All in, the conflicts between China’s smartphone vendors and the Indian government will do little to encourage companies to establish or increase their manufacturing bases in India, but at the same time, Chinese smartphone brands have been playing fast and loose with import and export rules and have been extremely ‘creative’ when it comes to financials, finding many ways to show losses that allow for tax incentives and subsidies on a local basis, and profits for the parent companies in China. As India is relatively new to the global manufacturing world, and is somewhat unused to the ‘Chinese way’ of doing business under a totalitarian government that hides considerable graft and subterfuge, they seem to have decided to show that they will not stand for such double-dealing recently, and while that will counter some of their “Made in India” momentum, it does set the tone for a more rational approach to manufacturers from other countries, particularly semiconductor companies that might be looking to diversify away from China while still feeding a large and growing market.

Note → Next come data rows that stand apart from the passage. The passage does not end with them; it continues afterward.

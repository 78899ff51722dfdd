//! In-memory stand-in for the cat catalog, used by unit tests.

use async_trait::async_trait;
use serde_json::json;
use std::collections::{HashMap, HashSet};
use std::sync::{Arc, Mutex};
use tokio::sync::Notify;

use super::error::ApiError;
use super::models::{Breed, Favourite, FavouriteImage, Image};
use super::transport::{ApiRequest, ApiResponse, Method, ProgressFn, Transport, TransferProgress};

#[derive(Default)]
struct FakeState {
    breeds: Vec<Breed>,
    images: Vec<Image>,
    favourites: Vec<Favourite>,
    next_favourite_id: u64,
    failures: HashSet<String>,
    holds: HashMap<String, Arc<Notify>>,
    strip_embedded: bool,
    requests: Vec<ApiRequest>,
}

/// Scripted catalog with a live favourites store
#[derive(Default)]
pub struct FakeCatApi {
    state: Mutex<FakeState>,
}

impl FakeCatApi {
    pub fn new() -> Self {
        let api = Self::default();
        api.state.lock().unwrap().next_favourite_id = 100;
        api
    }

    pub fn with_breed(self, id: &str, name: &str) -> Self {
        self.state.lock().unwrap().breeds.push(Breed::new(id, name));
        self
    }

    /// Register a breed plus `count` images tagged with it
    pub fn with_breed_images(self, id: &str, name: &str, count: usize) -> Self {
        {
            let mut state = self.state.lock().unwrap();
            let breed = Breed::new(id, name);
            state.breeds.push(breed.clone());
            for n in 0..count {
                state.images.push(Image {
                    id: format!("{}-{}", id, n),
                    url: format!("https://cdn.example/{}-{}.jpg", id, n),
                    breeds: vec![breed.clone()],
                });
            }
        }
        self
    }

    /// Register one image tagged with an already registered breed
    pub fn with_breed_image(self, breed_id: &str, image_id: &str, url: &str) -> Self {
        {
            let mut state = self.state.lock().unwrap();
            let breeds = state
                .breeds
                .iter()
                .filter(|b| b.id == breed_id)
                .cloned()
                .collect();
            state.images.push(Image {
                id: image_id.to_string(),
                url: url.to_string(),
                breeds,
            });
        }
        self
    }

    /// Register an image with no breed metadata
    pub fn with_image(self, id: &str, url: &str) -> Self {
        self.state.lock().unwrap().images.push(Image {
            id: id.to_string(),
            url: url.to_string(),
            breeds: vec![],
        });
        self
    }

    /// Seed a favourite directly, bypassing the API
    pub fn with_favourite(self, favourite_id: &str, image_id: &str) -> Self {
        {
            let mut state = self.state.lock().unwrap();
            state.favourites.push(Favourite {
                id: favourite_id.to_string(),
                image_id: image_id.to_string(),
                image: None,
            });
        }
        self
    }

    /// List favourites without their embedded image urls
    pub fn without_embedded_images(self) -> Self {
        self.state.lock().unwrap().strip_embedded = true;
        self
    }

    /// Fail the next request whose path matches with a network error
    pub fn fail_next(&self, path: &str) {
        self.state.lock().unwrap().failures.insert(path.to_string());
    }

    /// Park the next request matching `key` (a path or a `breed_ids` value)
    /// until the returned handle is notified.
    pub fn hold(&self, key: &str) -> Arc<Notify> {
        let notify = Arc::new(Notify::new());
        self.state
            .lock()
            .unwrap()
            .holds
            .insert(key.to_string(), notify.clone());
        notify
    }

    pub fn favourites(&self) -> Vec<Favourite> {
        self.state.lock().unwrap().favourites.clone()
    }

    pub fn requests(&self) -> Vec<ApiRequest> {
        self.state.lock().unwrap().requests.clone()
    }

    fn route(&self, request: &ApiRequest) -> Result<serde_json::Value, ApiError> {
        let mut state = self.state.lock().unwrap();
        state.requests.push(request.clone());

        if state.failures.remove(&request.path) {
            return Err(ApiError::Network(format!("{} unreachable", request.path)));
        }

        let not_found = || ApiError::NotFound {
            resource: request.resource(),
        };
        let segments: Vec<&str> = request.path.trim_start_matches('/').split('/').collect();

        match (request.method, segments.as_slice()) {
            (Method::Get, ["breeds"]) => Ok(json!(state.breeds)),
            (Method::Get, ["images", "search"]) => {
                let breed_id = request.query_value("breed_ids").unwrap_or_default();
                let limit = request
                    .query_value("limit")
                    .and_then(|l| l.parse::<usize>().ok())
                    .unwrap_or(1);
                let images: Vec<&Image> = state
                    .images
                    .iter()
                    .filter(|img| img.breeds.iter().any(|b| b.id == breed_id))
                    .take(limit)
                    .collect();
                Ok(json!(images))
            }
            (Method::Get, ["images", id]) => state
                .images
                .iter()
                .find(|img| img.id == *id)
                .map(|img| json!(img))
                .ok_or_else(not_found),
            (Method::Get, ["favourites"]) => {
                let listed: Vec<Favourite> = state
                    .favourites
                    .iter()
                    .map(|fav| {
                        let mut fav = fav.clone();
                        if !state.strip_embedded {
                            if let Some(img) = state.images.iter().find(|i| i.id == fav.image_id) {
                                fav.image = Some(FavouriteImage {
                                    id: Some(img.id.clone()),
                                    url: Some(img.url.clone()),
                                });
                            }
                        }
                        fav
                    })
                    .collect();
                Ok(json!(listed))
            }
            (Method::Post, ["favourites"]) => {
                let image_id = request
                    .body
                    .as_ref()
                    .and_then(|b| b.get("image_id"))
                    .and_then(|v| v.as_str())
                    .ok_or_else(|| ApiError::Status {
                        status: 400,
                        resource: request.resource(),
                        body: "image_id required".to_string(),
                    })?
                    .to_string();
                state.next_favourite_id += 1;
                let id = state.next_favourite_id;
                state.favourites.push(Favourite {
                    id: id.to_string(),
                    image_id,
                    image: None,
                });
                Ok(json!({ "message": "SUCCESS", "id": id }))
            }
            (Method::Delete, ["favourites", id]) => {
                let index = state
                    .favourites
                    .iter()
                    .position(|fav| fav.id == *id)
                    .ok_or_else(not_found)?;
                state.favourites.remove(index);
                Ok(json!({ "message": "SUCCESS" }))
            }
            _ => Err(not_found()),
        }
    }

    fn take_hold(&self, request: &ApiRequest) -> Option<Arc<Notify>> {
        let mut state = self.state.lock().unwrap();
        if let Some(notify) = state.holds.remove(&request.path) {
            return Some(notify);
        }
        request
            .query_value("breed_ids")
            .and_then(|breed_id| state.holds.remove(breed_id))
    }
}

#[async_trait]
impl Transport for FakeCatApi {
    async fn send(
        &self,
        request: ApiRequest,
        on_progress: &ProgressFn<'_>,
    ) -> Result<ApiResponse, ApiError> {
        // Let concurrently polled callers interleave between calls
        tokio::task::yield_now().await;
        if let Some(notify) = self.take_hold(&request) {
            notify.notified().await;
        }

        let value = self.route(&request)?;
        let body = serde_json::to_vec(&value).unwrap();
        on_progress(TransferProgress {
            loaded: body.len() as u64,
            total: Some(body.len() as u64),
        });

        Ok(ApiResponse {
            status: 200,
            resource: request.resource(),
            body,
        })
    }
}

As the two counties now have populations that are almost the same (China is the larger by 2.76%) and India is a Democracy while China is a single-party dictatorship, India’s show of strength toward Chinese companies, despite their dependance on, puts them in stead with the US and its allies, who are key to developing the infrastructure necessary to build India’s electronics and semiconductor business. Hopefully these skirmishes do not move Chinese smartphone vendors out of the country before others, such as Samsung (005930.KS), can fill the gap, although a key executive at Xiaomi’s India division resigned yesterday as the case against the company, whose assets have been seized, winds through governmental channels.